Security and environmental officials, yesterday, quarantined a ship laden with e-waste which they said is toxic and posed major threat to humans. The ship, M.V Marevia brought in two containers considered very dangerous and sent port officials into a panic mode.
e-Waste consists of old and outdated electronic gadgets and materials such as refrigerators, containing chlorofluro carbons (CFC) or green house gases. According to Mr Dike Ejiogu, a computer Engineer at the Ikeja Computer Village: “Although some of these gadgets were manufactured for human good, the expiration of the chemicals used in manufacturing them converts them to toxins which ironically becomes injurious to human health particularly when the gases are inhaled.
“Besides, they are also environmentally unfriendly as they pollute the air and reduce the oxygen which is the main ingredient of the air we breathe for life” he added.
The vessel which is currently anchored at the Tin-can Island Container Terminal (TICT), was quarantined by officials of the National Environmental Standards and Regulations Enforcement Agency (NESREA) with other port agencies keeping vigil on it.
Reliable sources said the vessel which berthed on January 5 originated from Tilbury in England and that the importers were based at Alaba International Market.
Customs confirm report
Confirming this to Vanguard, Public Relations Officer of Tin-Can Island Command of the Nigeria Customs Service (NCS), Mr. Chris Osunkwo, said that NESREA had written to the Command informing them that they have intelligence report that a vessel which is erroneously called M.V. Mavia, was coming into the country with two container loads of e-waste.
Osunkwo said that the NESREA officials in the letter said that the vessel should not be allowed to discharge, adding that the inspection would be done onboard the vessel before it is sent back to it’s country of origin. The numbers of the containers are ECMU 9894590 and ECMU 9870858.
Also contacted, Assistant General Manager in charge of Public Affairs of the Nigerian Ports Authority (NPA), Ileya Musa, told Vanguard that the management of Tin-Can Island Port was aware of the development, adding that the vessel has since been isolated while the relevant agencies were on ground awaiting the inspection of the vessel.
On where the ship came from, Musa said he did not know but promised to get back to our reporter. He never did at press time.

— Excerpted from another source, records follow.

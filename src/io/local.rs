use async_trait::async_trait;
use bytes::Bytes;
use std::path::{Path, PathBuf};
use std::sync::atomic::{AtomicU64, Ordering};

use super::{ContentRange, RangeFetch, RangeResponse};
use crate::error::Result;

/// Range fetcher over the local filesystem.
///
/// `href` is a plain path or a `file://` URL. Responses carry the same
/// content-range a well-behaved HTTP server would send.
#[derive(Default)]
pub struct LocalFileFetcher {
    transferred_bytes: AtomicU64,
}

impl LocalFileFetcher {
    pub fn new() -> Self {
        Self::default()
    }
}

fn local_path(href: &str) -> PathBuf {
    PathBuf::from(href.strip_prefix("file://").unwrap_or(href))
}

fn read_at(file: &std::fs::File, offset: u64, buf: &mut [u8]) -> std::io::Result<usize> {
    #[cfg(unix)]
    {
        use std::os::unix::fs::FileExt;
        file.read_at(buf, offset)
    }

    #[cfg(windows)]
    {
        use std::os::windows::fs::FileExt;
        file.seek_read(buf, offset)
    }

    #[cfg(not(any(unix, windows)))]
    {
        use std::io::{Read, Seek, SeekFrom};
        let mut file = file;
        file.seek(SeekFrom::Start(offset))?;
        file.read(buf)
    }
}

#[async_trait]
impl RangeFetch for LocalFileFetcher {
    async fn fetch_range(&self, href: &str, start: u64, end: u64) -> Result<RangeResponse> {
        let file = std::fs::File::open(local_path(href))?;
        let total = file.metadata()?.len();

        if start >= total {
            return Ok(RangeResponse {
                bytes: Bytes::new(),
                content_range: ContentRange::unsatisfied(total),
            });
        }

        let end = end.min(total - 1);
        let mut buf = vec![0u8; (end - start + 1) as usize];
        let mut filled = 0;
        while filled < buf.len() {
            let n = read_at(&file, start + filled as u64, &mut buf[filled..])?;
            if n == 0 {
                break;
            }
            filled += n;
        }
        buf.truncate(filled);
        self.transferred_bytes
            .fetch_add(filled as u64, Ordering::Relaxed);

        Ok(RangeResponse {
            bytes: Bytes::from(buf),
            content_range: ContentRange::new(start, start + filled.max(1) as u64 - 1, total),
        })
    }

    async fn fetch_to_file(&self, href: &str, dest: &Path) -> Result<u64> {
        let copied = tokio::fs::copy(local_path(href), dest).await?;
        self.transferred_bytes.fetch_add(copied, Ordering::Relaxed);
        Ok(copied)
    }

    fn transferred_bytes(&self) -> u64 {
        self.transferred_bytes.load(Ordering::Relaxed)
    }
}

#[cfg(test)]
mod tests {
    use super::*;
    use std::io::Write;

    #[tokio::test]
    async fn test_local_ranges() {
        let mut file = tempfile::NamedTempFile::new().unwrap();
        file.write_all(b"0123456789").unwrap();
        let href = file.path().to_string_lossy().to_string();

        let fetcher = LocalFileFetcher::new();
        let resp = fetcher.fetch_range(&href, 2, 5).await.unwrap();
        assert_eq!(&resp.bytes[..], b"2345");
        assert_eq!(resp.content_range, ContentRange::new(2, 5, 10));

        let tail = fetcher.fetch_range(&href, 8, 100).await.unwrap();
        assert_eq!(&tail.bytes[..], b"89");
        assert!(tail.content_range.reaches_end());

        let past = fetcher.fetch_range(&href, 10, 20).await.unwrap();
        assert!(past.bytes.is_empty());
        assert_eq!(fetcher.transferred_bytes(), 6);
    }

    #[tokio::test]
    async fn test_file_url_and_copy() {
        let mut file = tempfile::NamedTempFile::new().unwrap();
        file.write_all(b"payload").unwrap();
        let href = format!("file://{}", file.path().display());

        let dir = tempfile::tempdir().unwrap();
        let dest = dir.path().join("copy.bin");
        let fetcher = LocalFileFetcher::new();
        assert_eq!(fetcher.fetch_to_file(&href, &dest).await.unwrap(), 7);
        assert_eq!(std::fs::read(&dest).unwrap(), b"payload");
    }
}
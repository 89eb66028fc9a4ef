//! # rowrange
//!
//! Chunked record reader for remote CSV, JSON and Parquet files.
//!
//! Dataset parts live in a remote object store that is only reachable
//! through HTTP byte-range reads. This library pulls those parts in fixed
//! windows, reassembles whole records across window boundaries, and hands
//! them out as uniform rows, moving from one part to the next on its own.
//!
//! ## Features
//!
//! - Delimited text with a header row, configurable delimiter and escape
//! - JSON arrays of objects, framed by bracket depth across windows
//! - Parquet parts, downloaded whole and decoded with the `parquet` crate
//! - Pull-based `read(n)` with no prefetch and bounded buffering
//! - Malformed records are counted and skipped, never fatal
//!
//! ## Example
//!
//! ```no_run
//! use std::sync::Arc;
//! use rowrange::{LocalFileFetcher, ManifestMetadata, PartFilter, ReaderConfig, RecordReader};
//!
//! #[tokio::main]
//! async fn main() -> anyhow::Result<()> {
//!     let fetcher = Arc::new(LocalFileFetcher::new());
//!     let metadata = Arc::new(ManifestMetadata::from_urls("demo", ["data/part-0.csv", "data/part-1.csv"]));
//!
//!     let mut reader =
//!         RecordReader::open(fetcher, metadata, "demo", &PartFilter::default(), ReaderConfig::default())
//!             .await?;
//!
//!     while reader.has_more_data() {
//!         for row in reader.read(500).await? {
//!             println!("{}", row);
//!         }
//!     }
//!     eprintln!("{} malformed records skipped", reader.error_count());
//!
//!     Ok(())
//! }
//! ```

pub mod cli;
pub mod config;
pub mod error;
pub mod io;
pub mod logging;
pub mod metadata;
pub mod reader;
pub mod record;

pub use cli::Cli;
pub use config::{HttpConfig, ReaderConfig};
pub use error::{Error, Result};
pub use io::{HttpRangeFetcher, LocalFileFetcher, MemoryFetcher, RangeFetch};
pub use metadata::{ManifestMetadata, MetadataService, PartFilter};
pub use reader::{ChunkedReader, RecordReader};
pub use record::{Format, ProcessingEntity, RemotePart, UniformRow};
use std::path::{Path, PathBuf};
use std::process;
use std::sync::Arc;

use notify::{EventKind, RecursiveMode, Watcher};
use tracing::{info, warn};

use super::state::AppState;
use crate::config::FeaturesConfig;

/// Check whether a notify event touches the config file.
fn event_affects_config(event: &notify::Event, config: &Path) -> bool {
    let Some(name) = config.file_name() else {
        return false;
    };
    event.paths.iter().any(|p| p.file_name() == Some(name))
}

/// Re-reads the config and publishes its `server_version`. Returns whether a
/// new set was published. A version pinned on the command line outranks the
/// file, and a config without `server_version` keeps the current set.
fn reload_config(state: &AppState, path: &Path, pinned: bool) -> bool {
    if pinned {
        info!(path = %path.display(), "config changed, server version pinned on the command line");
        return false;
    }

    let config = FeaturesConfig::load_with_env(&path.to_string_lossy());
    match config.server_version {
        Some(version) => {
            let set = state.features.set_server_version(&version);
            info!(
                version = %version,
                enabled = set.enabled().count(),
                "config reloaded"
            );
            true
        }
        None => {
            warn!(path = %path.display(), "config has no server_version, keeping current features");
            false
        }
    }
}

/// Republish `server_version` from the config file whenever it changes.
pub async fn watch_config(state: Arc<AppState>, path: PathBuf, pinned: bool) {
    let (tx, mut rx) = tokio::sync::mpsc::channel::<()>(1);

    let config_path = path.clone();
    let mut watcher = notify::recommended_watcher(move |res: Result<notify::Event, _>| {
        if let Ok(event) = res {
            if matches!(event.kind, EventKind::Modify(_) | EventKind::Create(_))
                && event_affects_config(&event, &config_path)
            {
                let _ = tx.try_send(());
            }
        }
    })
    .unwrap_or_else(|e| {
        eprintln!("Failed to create file watcher: {}", e);
        process::exit(1);
    });

    let watch_path = path
        .parent()
        .map(|p| p.to_path_buf())
        .unwrap_or_else(|| PathBuf::from("."));

    watcher
        .watch(&watch_path, RecursiveMode::NonRecursive)
        .unwrap_or_else(|e| {
            eprintln!("Failed to watch {}: {}", watch_path.display(), e);
            process::exit(1);
        });

    println!("Watching {} for changes", path.display());

    // Keep watcher alive for the lifetime of this task
    let _watcher = watcher;

    loop {
        if rx.recv().await.is_none() {
            break;
        }

        // Debounce: wait a bit and drain any extra events
        tokio::time::sleep(std::time::Duration::from_millis(500)).await;
        while rx.try_recv().is_ok() {}

        reload_config(&state, &path, pinned);
    }
}
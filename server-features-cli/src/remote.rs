use server_features::remote::{health_url, version_from_health};

/// Ask the backend's health endpoint for its version.
pub async fn fetch_server_version(
    client: &reqwest::Client,
    base: &str,
    api_key: Option<&str>,
) -> Result<String, String> {
    let url = health_url(base);
    let mut request = client.get(&url).header("Accept", "application/json");
    if let Some(key) = api_key {
        request = request.header("X-Api-Key", key);
    }

    let response = request
        .send()
        .await
        .map_err(|e| format!("request to {} failed: {}", url, e))?;

    if !response.status().is_success() {
        return Err(format!("{} answered {}", url, response.status()));
    }

    let body: serde_json::Value = response
        .json()
        .await
        .map_err(|e| format!("{} returned invalid JSON: {}", url, e))?;

    version_from_health(&body)
        .map(str::to_string)
        .ok_or_else(|| format!("{} did not report a version", url))
}
//! Reading the backend version from its health endpoint.

use serde_json::Value;

/// `<base>/rest/health`, tolerating a trailing slash on `base`.
pub fn health_url(base: &str) -> String {
    format!("{}/rest/health", base.trim_end_matches('/'))
}

/// The `version` string of a health response body.
pub fn version_from_health(body: &Value) -> Option<&str> {
    body.get("version").and_then(Value::as_str)
}

/// Fetches the backend version with a blocking request.
#[cfg(feature = "remote")]
pub fn fetch_server_version(
    base: &str,
    api_key: Option<&str>,
) -> Result<String, crate::error::RemoteError> {
    use crate::error::RemoteError;

    let url = health_url(base);
    let client = reqwest::blocking::Client::new();
    let mut request = client.get(&url).header("Accept", "application/json");
    if let Some(key) = api_key {
        request = request.header("X-Api-Key", key);
    }
    let body: Value = request.send()?.error_for_status()?.json()?;
    version_from_health(&body)
        .map(str::to_string)
        .ok_or(RemoteError::MissingVersion { url })
}
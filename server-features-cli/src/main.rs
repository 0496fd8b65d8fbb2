mod config;
mod remote;
mod server;
mod telemetry;

use std::process;

use clap::{Parser, Subcommand};
use server_features::registry::builtin;
use server_features::{resolve, Feature, ResolvedFeatureSet};

use self::config::FeaturesConfig;
use self::server::ServeOptions;

#[derive(Parser, Debug)]
#[command(name = "server-features")]
#[command(version)]
#[command(about = "Which client features a backend version supports", long_about = None)]
struct Args {
    #[command(subcommand)]
    cmd: Command,
}

#[derive(Subcommand, Debug)]
enum Command {
    /// List every feature with the minimum backend version it needs
    List,
    /// Resolve every feature against a backend version
    Resolve {
        /// Backend version, e.g. 3.4.0
        version: String,

        /// Print JSON instead of a table
        #[arg(long)]
        json: bool,
    },
    /// Exit with 0 when FEATURE is available on VERSION, 1 when it is not
    Check {
        /// Feature id, e.g. excludeBotsOnShortUrls
        feature: String,

        /// Backend version, e.g. 3.4.0
        version: String,
    },
    /// Ask a running backend for its version and resolve against it
    Probe {
        /// Backend base URL
        #[arg(short = 's', long = "server")]
        server: Option<String>,

        /// API key sent as X-Api-Key
        #[arg(short = 'k', long = "api-key")]
        api_key: Option<String>,

        /// Print JSON instead of a table
        #[arg(long)]
        json: bool,

        /// Path to config file
        #[arg(short = 'c', long = "config", default_value = "features.toml")]
        config: String,
    },
    /// Serve the feature set of one backend over HTTP
    Serve {
        /// Port to listen on
        #[arg(short = 'p', long = "port")]
        port: Option<u16>,

        /// Address to bind
        #[arg(long = "hostname")]
        hostname: Option<String>,

        /// Path to config file
        #[arg(short = 'c', long = "config", default_value = "features.toml")]
        config: String,

        /// Backend version to publish at startup
        #[arg(long = "server-version")]
        server_version: Option<String>,

        /// Backend base URL to read the version from
        #[arg(short = 's', long = "server")]
        server: Option<String>,

        /// Re-read server_version from the config file when it changes (ignored when --server-version is given)
        #[arg(short = 'w', long = "watch")]
        watch: bool,

        /// Re-fetch the backend version every SECS seconds
        #[arg(long = "poll")]
        poll: Option<u64>,
    },
}

fn run_list() {
    for (feature, minimum) in builtin().entries() {
        println!("{:<32} >= {}", feature.id(), minimum);
    }
}

fn print_set(set: &ResolvedFeatureSet, json: bool) {
    if json {
        println!("{:#}", set.to_json());
        return;
    }
    match set.version() {
        Some(version) => println!("backend {}", version),
        None => println!("backend version unknown, all features disabled"),
    }
    for (feature, on) in set.iter() {
        println!("{:<32} {}", feature.id(), if on { "on" } else { "off" });
    }
}

fn run_resolve(version: &str, json: bool) {
    print_set(&resolve(version), json);
}

fn run_check(feature: &str, version: &str) {
    let feature: Feature = match feature.parse() {
        Ok(f) => f,
        Err(e) => {
            eprintln!("{}", e);
            process::exit(2);
        }
    };

    if resolve(version).is_enabled(feature) {
        println!("{} is available on {}", feature, version);
    } else {
        println!(
            "{} is not available on {} (needs {})",
            feature,
            version,
            feature.min_version()
        );
        process::exit(1);
    }
}

async fn run_probe(
    server_arg: Option<String>,
    api_key_arg: Option<String>,
    json: bool,
    config_path: &str,
) {
    let config = FeaturesConfig::load_with_env(config_path);

    let server = match server_arg.or(config.server_url) {
        Some(url) => url,
        None => {
            eprintln!("No backend specified. Use --server, set FEATURES_SERVER_URL, or configure server_url in features.toml");
            process::exit(1);
        }
    };
    let api_key = api_key_arg.or(config.api_key);

    let client = reqwest::Client::new();
    match remote::fetch_server_version(&client, &server, api_key.as_deref()).await {
        Ok(version) => print_set(&resolve(&version), json),
        Err(e) => {
            eprintln!("Probe failed: {}", e);
            process::exit(1);
        }
    }
}

#[tokio::main]
async fn main() {
    telemetry::init();

    let cli = Args::parse();
    match cli.cmd {
        Command::List => run_list(),
        Command::Resolve { version, json } => run_resolve(&version, json),
        Command::Check { feature, version } => run_check(&feature, &version),
        Command::Probe {
            server,
            api_key,
            json,
            config,
        } => run_probe(server, api_key, json, &config).await,
        Command::Serve {
            port,
            hostname,
            config,
            server_version,
            server,
            watch,
            poll,
        } => {
            server::run_serve(ServeOptions {
                port,
                hostname,
                config_path: config,
                server_version,
                server,
                watch,
                poll,
            })
            .await
        }
    }
}
use tracing::warn;

use crate::context::FeatureContext;

/// Configures the process-wide feature context. Applied when dropped, so a
/// bare `server_features::init().version("3.4.0");` is enough.
pub struct ContextBuilder {
    target: &'static FeatureContext,
    version: Option<String>,
    remote: Option<String>,
    api_key: Option<String>,
    fallback: Option<String>,
    consumed: bool,
}

pub fn create_builder(target: &'static FeatureContext) -> ContextBuilder {
    ContextBuilder {
        target,
        version: None,
        remote: None,
        api_key: None,
        fallback: None,
        consumed: false,
    }
}

impl ContextBuilder {
    /// Backend version already known to the caller.
    pub fn version(mut self, version: &str) -> Self {
        self.version = Some(version.to_string());
        self
    }

    /// Base URL of the backend; its health endpoint is asked for the version.
    pub fn remote(mut self, url: &str) -> Self {
        self.remote = Some(url.to_string());
        self
    }

    pub fn api_key(mut self, key: &str) -> Self {
        self.api_key = Some(key.to_string());
        self
    }

    /// Used when the remote cannot be reached or does not report a version.
    pub fn fallback_version(mut self, version: &str) -> Self {
        self.fallback = Some(version.to_string());
        self
    }

    fn apply_fallback(&self) {
        match &self.fallback {
            Some(version) => {
                self.target.set_server_version(version);
            }
            None => self.target.reset(),
        }
    }
}

impl Drop for ContextBuilder {
    fn drop(&mut self) {
        if self.consumed {
            return;
        }
        self.consumed = true;

        match &self.remote {
            None => match &self.version {
                Some(version) => {
                    self.target.set_server_version(version);
                }
                None => {
                    if self.fallback.is_some() {
                        self.apply_fallback();
                    }
                }
            },
            Some(url) => {
                #[cfg(feature = "remote")]
                {
                    match crate::remote::fetch_server_version(url, self.api_key.as_deref()) {
                        Ok(version) => {
                            self.target.set_server_version(&version);
                        }
                        Err(e) => {
                            warn!(url = %url, error = %e, "could not read backend version, using fallback");
                            self.apply_fallback();
                        }
                    }
                }
                #[cfg(not(feature = "remote"))]
                {
                    let _ = &self.api_key;
                    warn!(
                        url = %url,
                        "remote mode requires the 'remote' feature, using fallback"
                    );
                    self.apply_fallback();
                }
            }
        }
    }
}
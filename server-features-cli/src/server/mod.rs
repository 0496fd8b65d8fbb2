mod poll;
mod routes;
mod state;
mod watch;

use std::path::PathBuf;
use std::process;
use std::sync::Arc;
use std::time::Duration;

use axum::routing::{get, put};
use axum::Router;
use tower_http::compression::CompressionLayer;
use tracing::warn;

use self::poll::poll_backend;
use self::routes::{handle_feature, handle_features, handle_health, handle_set_server_version};
use self::state::AppState;
use self::watch::watch_config;
use crate::config::FeaturesConfig;
use crate::remote::fetch_server_version;

#[derive(Debug)]
pub struct ServeOptions {
    pub port: Option<u16>,
    pub hostname: Option<String>,
    pub config_path: String,
    pub server_version: Option<String>,
    pub server: Option<String>,
    pub watch: bool,
    pub poll: Option<u64>,
}

fn router(state: Arc<AppState>) -> Router {
    Router::new()
        .route("/health", get(handle_health))
        .route("/v1/features", get(handle_features))
        .route("/v1/features/{feature}", get(handle_feature))
        .route("/v1/server-version", put(handle_set_server_version))
        .layer(CompressionLayer::new())
        .with_state(state)
}

pub async fn run_serve(opts: ServeOptions) {
    // CLI args override env vars, which override the config file
    let config = FeaturesConfig::load_with_env(&opts.config_path);
    let port = opts.port.unwrap_or(config.port);
    let hostname = opts.hostname.unwrap_or(config.hostname);
    let server_url = opts.server.or(config.server_url);
    let poll_secs = opts.poll.or(config.poll_secs);
    let pinned = opts.server_version.is_some();

    let state = Arc::new(AppState::new(server_url.clone()));

    // An explicit version wins over asking the backend
    match (opts.server_version.or(config.server_version), &server_url) {
        (Some(version), _) => {
            state.features.set_server_version(&version);
        }
        (None, Some(url)) => {
            let client = reqwest::Client::new();
            match fetch_server_version(&client, url, config.api_key.as_deref()).await {
                Ok(version) => {
                    state.features.set_server_version(&version);
                }
                Err(e) => warn!(error = %e, "could not read backend version, all features disabled"),
            }
        }
        (None, None) => warn!("no backend version configured, all features disabled"),
    }

    if opts.watch {
        let watcher_state = Arc::clone(&state);
        let watcher_path = PathBuf::from(&opts.config_path)
            .canonicalize()
            .unwrap_or_else(|_| PathBuf::from(&opts.config_path));
        tokio::spawn(watch_config(watcher_state, watcher_path, pinned));
    }

    match (server_url, poll_secs) {
        (Some(url), Some(secs)) if secs > 0 => {
            tokio::spawn(poll_backend(
                Arc::clone(&state),
                url,
                config.api_key,
                Duration::from_secs(secs),
            ));
        }
        (None, Some(_)) => warn!("--poll needs a backend URL, not polling"),
        _ => {}
    }

    let app = router(Arc::clone(&state));

    let addr = format!("{}:{}", hostname, port);
    match state.features.server_version() {
        Some(version) => println!("Serving features for backend {} on http://{}", version, addr),
        None => println!("Serving features on http://{}", addr),
    }

    let listener = tokio::net::TcpListener::bind(&addr)
        .await
        .unwrap_or_else(|e| {
            eprintln!("Failed to bind to {}: {}", addr, e);
            process::exit(1);
        });

    let shutdown = async {
        let ctrl_c = tokio::signal::ctrl_c();
        #[cfg(unix)]
        let mut sigterm =
            tokio::signal::unix::signal(tokio::signal::unix::SignalKind::terminate())
                .expect("failed to install SIGTERM handler");

        #[cfg(unix)]
        tokio::select! {
            _ = ctrl_c => {},
            _ = sigterm.recv() => {},
        }

        #[cfg(not(unix))]
        ctrl_c.await.ok();

        println!("Shutdown signal received, finishing in-flight requests...");
    };

    axum::serve(listener, app)
        .with_graceful_shutdown(shutdown)
        .await
        .unwrap_or_else(|e| {
            eprintln!("Server error: {}", e);
            process::exit(1);
        });

    println!("Server stopped");
}
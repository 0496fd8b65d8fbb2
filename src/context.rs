use std::sync::{Arc, PoisonError, RwLock};

use tracing::{debug, info};

use crate::registry::{self, Feature, FeatureKey, FeatureRegistry};
use crate::resolve::{resolve_version, FeatureResolver, ResolvedFeatureSet};
use crate::version::SemanticVersion;

/// Holds the feature set of the currently connected backend.
///
/// Share it by reference or `Arc` with whatever needs to ask about features.
/// Readers always get a complete snapshot: an update builds a new set and
/// swaps the `Arc` under the write lock, nothing is patched in place.
#[derive(Debug)]
pub struct FeatureContext<F: FeatureKey = Feature> {
    resolver: FeatureResolver<F>,
    initial: Arc<ResolvedFeatureSet<F>>,
    current: RwLock<Arc<ResolvedFeatureSet<F>>>,
}

impl<F: FeatureKey> FeatureContext<F> {
    /// Starts out as if resolved against `0.0.0`.
    pub fn new(registry: Arc<FeatureRegistry<F>>) -> Self {
        let initial = Arc::new(resolve_version(&*registry, SemanticVersion::ZERO));
        Self {
            resolver: FeatureResolver::new(registry),
            current: RwLock::new(Arc::clone(&initial)),
            initial,
        }
    }

    /// Current state of one feature. Ask again after every decision point,
    /// the answer changes when the backend does.
    pub fn is_enabled(&self, feature: F) -> bool {
        self.snapshot().is_enabled(feature)
    }

    /// The whole current set. Holding on to it keeps that version's view
    /// alive, later updates do not touch it.
    pub fn snapshot(&self) -> Arc<ResolvedFeatureSet<F>> {
        let current = self.current.read().unwrap_or_else(PoisonError::into_inner);
        Arc::clone(&*current)
    }

    /// Version the current set was resolved against. `None` after the
    /// backend reported something unparsable.
    pub fn server_version(&self) -> Option<SemanticVersion> {
        self.snapshot().version()
    }

    /// The active backend is now at `version`. Resolves and publishes the
    /// new set, which is also returned.
    pub fn set_server_version(&self, version: &str) -> Arc<ResolvedFeatureSet<F>> {
        let set = self.resolver.resolve(version);
        self.publish(Arc::clone(&set));
        set
    }

    /// Back to the all-disabled start state, e.g. when disconnected.
    pub fn reset(&self) {
        self.publish(Arc::clone(&self.initial));
    }

    pub fn registry(&self) -> &Arc<FeatureRegistry<F>> {
        self.resolver.registry()
    }

    fn publish(&self, set: Arc<ResolvedFeatureSet<F>>) {
        let mut current = self.current.write().unwrap_or_else(PoisonError::into_inner);
        if Arc::ptr_eq(&*current, &set) {
            debug!("feature set already published");
            return;
        }
        if current.version() != set.version() {
            info!(
                from = ?current.version().map(|v| v.to_string()),
                to = ?set.version().map(|v| v.to_string()),
                enabled = set.enabled().count(),
                "publishing feature set"
            );
        }
        *current = set;
    }
}

impl Default for FeatureContext<Feature> {
    fn default() -> Self {
        Self::new(registry::builtin())
    }
}

#[cfg(test)]
mod tests {
    use std::thread;

    use super::*;

    #[test]
    fn test_starts_all_disabled() {
        let ctx: FeatureContext = FeatureContext::default();
        for feature in Feature::ALL {
            assert!(!ctx.is_enabled(feature));
        }
        assert_eq!(ctx.server_version(), Some(SemanticVersion::ZERO));
    }

    #[test]
    fn test_set_server_version_publishes() {
        let ctx: FeatureContext = FeatureContext::default();
        ctx.set_server_version("3.4.0");
        assert!(ctx.is_enabled(Feature::ExcludeBotsOnShortUrls));
        assert!(!ctx.is_enabled(Feature::DeviceLongUrls));
        assert_eq!(ctx.server_version(), Some(SemanticVersion::new(3, 4, 0)));

        ctx.set_server_version("3.5.0");
        assert!(ctx.is_enabled(Feature::DeviceLongUrls));
    }

    #[test]
    fn test_old_snapshot_is_untouched_by_update() {
        let ctx: FeatureContext = FeatureContext::default();
        ctx.set_server_version("2.9.0");
        let before = ctx.snapshot();
        ctx.set_server_version("3.5.0");
        assert!(!before.is_enabled(Feature::DeviceLongUrls));
        assert!(ctx.snapshot().is_enabled(Feature::DeviceLongUrls));
    }

    #[test]
    fn test_malformed_version_degrades() {
        let ctx: FeatureContext = FeatureContext::default();
        ctx.set_server_version("3.5.0");
        ctx.set_server_version("definitely not a version");
        assert_eq!(ctx.snapshot().enabled().count(), 0);
        assert_eq!(ctx.server_version(), None);
    }

    #[test]
    fn test_reset() {
        let ctx: FeatureContext = FeatureContext::default();
        ctx.set_server_version("3.5.0");
        ctx.reset();
        assert_eq!(ctx.snapshot().enabled().count(), 0);
        assert_eq!(ctx.server_version(), Some(SemanticVersion::ZERO));
    }

    #[test]
    fn test_unchanged_version_keeps_snapshot() {
        let ctx: FeatureContext = FeatureContext::default();
        let first = ctx.set_server_version("3.1.0");
        ctx.set_server_version("3.1.0");
        assert!(Arc::ptr_eq(&first, &ctx.snapshot()));
    }

    #[test]
    fn test_readers_never_see_a_mixed_set() {
        let ctx: Arc<FeatureContext> = Arc::new(FeatureContext::default());
        let writer = {
            let ctx = Arc::clone(&ctx);
            thread::spawn(move || {
                for i in 0..500 {
                    ctx.set_server_version(if i % 2 == 0 { "2.9.0" } else { "3.5.0" });
                }
            })
        };
        let readers: Vec<_> = (0..4)
            .map(|_| {
                let ctx = Arc::clone(&ctx);
                thread::spawn(move || {
                    for _ in 0..500 {
                        let set = ctx.snapshot();
                        let expected = match set.version() {
                            Some(v) if v == SemanticVersion::new(3, 5, 0) => Feature::ALL.len(),
                            Some(v) if v == SemanticVersion::new(2, 9, 0) => 2,
                            _ => 0,
                        };
                        assert_eq!(set.enabled().count(), expected);
                    }
                })
            })
            .collect();
        writer.join().unwrap();
        for reader in readers {
            reader.join().unwrap();
        }
    }
}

Efforts to get to the area where the vessel was anchored proved abortive but a source at the TICT told Vanguard that the crew of the vessel had told them that the containers were in transit, adding that the final destination was the United Kingdom.
However, a senior Customs officer who spoke with Vanguard on condition of anonymity , explained that the claim might just be a way of avoiding detention by officials of the Nigerian government.
It would be recalled that NESREA had on several occasions detained some vessels that had brought in e-waste into the country.
Some vessels detained before now were MV Maersk Nashville and M.V. Gumel.
Head of NESREA at the port, Mrs. Miranda Amachree, told Vanguard when M.V Gumel was detained that they got intelligence report from their counterparts in Antwerp, Belgium, that the vessel was bringing used fridges, television sets, compressor pots and batteries.
Amachree explained that the report from Antwerp was a result of the agreement entered into by Nigeria and European countries to do away with CFC, which were brought in by the vessel.